Pick every line out of the entries below that holds the string "fresh", and report them.
··· Input ···
#[test]
fn geometry_is_reported_in_design_space() {
    let page = page(Size::new(1920.0, 1080.0));
    let pointer = page.host.add_pointer_event(PointerCoordinates {
        client: Point::new(400.0, 200.0),
        page: Point::new(400.0, 1200.0),
        screen: Point::new(420.0, 260.0),
        movement: Vec2::new(4.0, -2.0),
        ..PointerCoordinates::default()
    });
    page.host.set_visual_viewport(Some(VisualViewport {
        width: 1920.0,
        height: 1080.0,
        scale: 1.0,
        ..VisualViewport::default()
    }));
    let context = start(&page, TargetWidth::fixed(960.0));
    let host = &*page.host;
    let window = host.window();

    let rect = read_property(host, PatchTarget::Element, "getBoundingClientRect", &page.button);
    assert_eq!(rect.as_rect(), Some(Rect::new(100.0, 20.0, 150.0, 50.0)));
    assert_eq!(number(host, PatchTarget::Element, "clientWidth", &page.button), 50.0);
    assert_eq!(number(host, PatchTarget::Window, "innerWidth", &window), 960.0);
    assert_eq!(number(host, PatchTarget::Window, "innerHeight", &window), 540.0);

    assert_eq!(number(host, PatchTarget::PointerEvent, "clientX", &pointer), 200.0);
    assert_eq!(number(host, PatchTarget::PointerEvent, "y", &pointer), 100.0);
    assert_eq!(number(host, PatchTarget::PointerEvent, "pageY", &pointer), 600.0);
    assert_eq!(number(host, PatchTarget::PointerEvent, "movementY", &pointer), -1.0);

    let viewport = read_property(host, PatchTarget::Window, "visualViewport", &window)
        .as_visual_viewport()
        .expect("host has a visual viewport");
    assert_eq!((viewport.width, viewport.height, viewport.scale), (960.0, 540.0, 1.0));

    // The capability adapter agrees with the intercepted surface.
    let geometry = context.geometry();
    assert_eq!(
        geometry.bounding_client_rect(&page.button),
        Rect::new(100.0, 20.0, 150.0, 50.0)
    );
    assert_eq!(geometry.client_metrics(&page.button).height, 30.0);
    assert_eq!(context.real_inner_size(), Size::new(1920.0, 1080.0));
}

#[test]
fn element_range_and_entry_surfaces_are_scaled() {
    let page = page(Size::new(1920.0, 1080.0));
    page.host.set_element_layout(
        &page.button,
        ElementLayout {
            bounds: Rect::new(200.0, 40.0, 300.0, 100.0),
            client: ClientMetrics {
                left: 2.0,
                top: 4.0,
                width: 96.0,
                height: 52.0,
            },
            fragments: vec![
                Rect::new(200.0, 40.0, 260.0, 70.0),
                Rect::new(200.0, 70.0, 300.0, 100.0),
            ],
        },
    );
    let range = page.host.add_text_range(vec![
        Rect::new(0.0, 0.0, 40.0, 10.0),
        Rect::new(40.0, 0.0, 80.0, 20.0),
    ]);
    let entry = page
        .host
        .resize_entry_for(&page.button)
        .expect("elements have resize entries");
    let _context = start(&page, TargetWidth::fixed(960.0));
    // Not reported to the engine; only the device pixel box reads it.
    page.host.set_device_pixel_density(2.0);
    let host = &*page.host;

    let fragments = read_property(host, PatchTarget::Element, "getClientRects", &page.button);
    assert_eq!(
        fragments.as_rects(),
        Some(&[Rect::new(100.0, 20.0, 130.0, 35.0), Rect::new(100.0, 35.0, 150.0, 50.0)][..])
    );
    assert_eq!(number(host, PatchTarget::Element, "clientLeft", &page.button), 1.0);
    assert_eq!(number(host, PatchTarget::Element, "clientTop", &page.button), 2.0);
    assert_eq!(number(host, PatchTarget::Element, "clientHeight", &page.button), 26.0);

    let bounds = read_property(host, PatchTarget::TextRange, "getBoundingClientRect", &range);
    assert_eq!(bounds.as_rect(), Some(Rect::new(0.0, 0.0, 40.0, 10.0)));
    let lines = read_property(host, PatchTarget::TextRange, "getClientRects", &range);
    assert_eq!(
        lines.as_rects(),
        Some(&[Rect::new(0.0, 0.0, 20.0, 5.0), Rect::new(20.0, 0.0, 40.0, 10.0)][..])
    );

    let content = read_property(host, PatchTarget::ResizeObserverEntry, "contentRect", &entry);
    assert_eq!(content.as_rect(), Some(Rect::new(0.0, 0.0, 48.0, 26.0)));
    let size = |inline_size, block_size| BoxSize {
        inline_size,
        block_size,
    };
    assert_eq!(box_sizes(host, "borderBoxSize", &entry), [size(50.0, 30.0)]);
    assert_eq!(box_sizes(host, "contentBoxSize", &entry), [size(48.0, 26.0)]);
    assert_eq!(
        box_sizes(host, "devicePixelContentBoxSize", &entry),
        [size(96.0, 52.0)]
    );
}

#[test]
fn every_pointer_coordinate_is_scaled() {
    let page = page(Size::new(1920.0, 1080.0));
    let pointer = page.host.add_pointer_event(PointerCoordinates {
        client: Point::new(400.0, 200.0),
        page: Point::new(400.0, 1200.0),
        layer: Point::new(40.0, 20.0),
        offset: Point::new(4.0, 2.0),
        screen: Point::new(500.0, 300.0),
        movement: Vec2::new(-6.0, 8.0),
    });
    let _context = start(&page, TargetWidth::fixed(960.0));
    let host = &*page.host;

    let expected = [
        ("x", 200.0),
        ("y", 100.0),
        ("pageX", 200.0),
        ("pageY", 600.0),
        ("layerX", 20.0),
        ("layerY", 10.0),
        ("offsetX", 2.0),
        ("offsetY", 1.0),
        ("screenX", 250.0),
        ("screenY", 150.0),
        ("movementX", -3.0),
        ("movementY", 4.0),
    ];
    for (name, value) in expected {
        assert_eq!(number(host, PatchTarget::PointerEvent, name, &pointer), value, "{name}");
    }
}

#[test]
fn reads_follow_the_live_scale_factor() {
    let page = page(Size::new(1920.0, 1080.0));
    let context = start(&page, TargetWidth::fixed(960.0));
    let host = &*page.host;
    let bounds = || {
        read_property(host, PatchTarget::Element, "getBoundingClientRect", &page.button).as_rect()
    };
    assert_eq!(bounds(), Some(Rect::new(100.0, 20.0, 150.0, 50.0)));

    host.set_inner_size(Size::new(3840.0, 2160.0));
    context.handle_resize();
    assert_eq!(context.state().effective_scale_factor(), 4.0);
    assert_eq!(bounds(), Some(Rect::new(50.0, 10.0, 75.0, 25.0)));
    assert_eq!(number(host, PatchTarget::Window, "innerHeight", &host.window()), 540.0);
}

#[test]
fn failed_start_leaves_the_stored_zoom_alone() {
    let stored = r#"{"devicePixelDensity":1,"zoomStep":0}"#;
    let broken = page(Size::new(1920.0, 1080.0));
    broken
        .store
        .set(ZOOM_PREFERENCE_KEY, stored.as_bytes())
        .expect("memory store accepts writes");
    broken.host.set_device_pixel_density(1.25);
    broken.host.remove_property(PatchTarget::PointerEvent, "clientY");

    let result = ScreenScalingContext::create(
        broken.host.clone(),
        broken.store.clone(),
        ScreenScaleConfig::new("root", TargetWidth::fixed(960.0)),
    );
    assert!(matches!(
        result,
        Err(ScaleError::EnvironmentUnsupported {
            property: "clientY",
            ..
        })
    ));
    assert_eq!(broken.store.get_string(ZOOM_PREFERENCE_KEY).as_deref(), Some(stored));

    // A start that succeeds records the step taken for the new density.
    let fresh = Page {
        store: broken.store.clone(),
        ..page(Size::new(1920.0, 1080.0))
    };
    fresh.host.set_device_pixel_density(1.25);
    let context = start(&fresh, TargetWidth::fixed(960.0));
    assert_eq!(context.zoom_preference().zoom_step.get(), 1);
    assert_eq!(
        fresh.store.get_string(ZOOM_PREFERENCE_KEY).as_deref(),
        Some(r#"{"devicePixelDensity":1.25,"zoomStep":1}"#)
    );
}

#[test]
fn out_of_range_passes_physical_values_through() {
    let page = page(Size::new(600.0, 900.0));
    let context = start(
        &page,
        TargetWidth::policy(|input| (!input.is_portrait).then_some(1200.0)),
    );
    assert!(context.state().is_out_of_range());
    let host = &*page.host;

    let rect = read_property(host, PatchTarget::Element, "getBoundingClientRect", &page.button);
    assert_eq!(rect.as_rect(), Some(Rect::new(200.0, 40.0, 300.0, 100.0)));
    assert_eq!(number(host, PatchTarget::Window, "innerWidth", &host.window()), 600.0);
}

#[test]
fn dispose_restores_the_host_exactly() {
    let page = page(Size::new(1920.0, 1080.0));
    page.host.remove_property(PatchTarget::PointerEvent, "layerX");
    page.host.set_style_property(StyleNode::Container, "margin", "8px");
    let before = snapshot(&page.host);

    let context = start(&page, TargetWidth::fixed(960.0));
    assert!(!unchanged(&before, &snapshot(&page.host)));
    assert_eq!(page.host.style_property(StyleNode::Container, "transform"), "scale(2)");
    assert_eq!(page.host.style_property(StyleNode::Container, "width"), "960px");
    assert_eq!(page.host.style_property(StyleNode::Document, "overflow"), "hidden");
    drop(context);

    assert!(unchanged(&before, &snapshot(&page.host)));
    assert!(page.host.own_property(PatchTarget::PointerEvent, "layerX").is_none());
    assert_eq!(page.host.style_property(StyleNode::Container, "margin"), "8px");
    assert_eq!(page.host.style_property(StyleNode::Container, "transform"), "");
    assert_eq!(page.host.style_property(StyleNode::Root, "height"), "");
}

#[test]
fn bypass_reinstalls_even_when_the_action_panics() {
    let page = page(Size::new(1920.0, 1080.0));
    let context = start(&page, TargetWidth::fixed(960.0));
    let host = &*page.host;
    let inner_width = || number(host, PatchTarget::Window, "innerWidth", &host.window());

    assert_eq!(perform_without_scaling(inner_width), 1920.0);
    assert_eq!(context.bypass(|| perform_without_scaling(inner_width)), 1920.0);
    assert_eq!(inner_width(), 960.0);

    let outcome = catch_unwind(AssertUnwindSafe(|| {
        perform_without_scaling(|| -> f64 { panic!("layout probe failed") })
    }));
    assert!(outcome.is_err(), "the probe panicked");
    assert!(!context.registry().is_bypassed());
    assert_eq!(inner_width(), 960.0);

    drop(context);
    assert_eq!(perform_without_scaling(inner_width), 1920.0);
}

#[test]
fn zoom_change_without_resize_notifies_resize_observers_once() {
    let page = page(Size::new(1920.0, 1080.0));
    let context = start(
        &page,
        TargetWidth::policy(|input| Some(960.0 * input.scale_multiplier)),
    );
    let host = &*page.host;

    let HostValue::ResizeObserver(construct) =
        read_property(host, PatchTarget::Window, "ResizeObserver", &host.window())
    else {
        panic!("the window exposes a resize observer constructor");
    };
    let batches: Rc<RefCell<Vec<Vec<ResizeObserverEntry<MemoryObject>>>>> = Rc::default();
    let mut observer = {
        let batches = batches.clone();
        construct(Rc::new(move |entries: &[ResizeObserverEntry<MemoryObject>]| {
            batches.borrow_mut().push(entries.to_vec());
        }))
    };
    observer.observe(page.button, ObserveOptions::default());

    host.set_device_pixel_density(1.1);
    context.handle_density_change();
    context.handle_resize();
    assert_eq!(context.zoom_preference().zoom_step.get(), 1);
    assert_eq!(batches.borrow().len(), 1, "exactly one synthesized batch");

    let factor = context.state().effective_scale_factor();
    assert!(approx(factor, 2.2));
    {
        let batches = batches.borrow();
        let entry = &batches[0][0];
        assert_eq!(entry.target, page.button);
        assert!(approx(entry.content_rect.width(), 100.0 / factor));
        assert!(approx(entry.border_box_size[0].block_size, 60.0 / factor));
    }

    // Native observations arrive translated as well.
    assert_eq!(host.deliver_resize_observations(), 1);
    let batches = batches.borrow();
    assert_eq!(batches.len(), 2);
    assert!(approx(batches[1][0].content_rect.width(), 100.0 / factor));
}

#[test]
fn zoom_preference_survives_a_new_context() {
    let page = page(Size::new(1920.0, 1080.0));
    let context = start(&page, TargetWidth::fixed(960.0));
    page.host.set_device_pixel_density(1.25);
    context.handle_density_change();
    drop(context);
    assert_eq!(
        page.store.get_string(ZOOM_PREFERENCE_KEY).as_deref(),
        Some(r#"{"devicePixelDensity":1.25,"zoomStep":1}"#)
    );

    let context = start(&page, TargetWidth::fixed(960.0));
    assert_eq!(context.zoom_preference().zoom_step.get(), 1);
}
···
» **Response to this task**:
    let fresh = Page {
    fresh.host.set_device_pixel_density(1.25);
    let context = start(&fresh, TargetWidth::fixed(960.0));
        fresh.store.get_string(ZOOM_PREFERENCE_KEY).as_deref(),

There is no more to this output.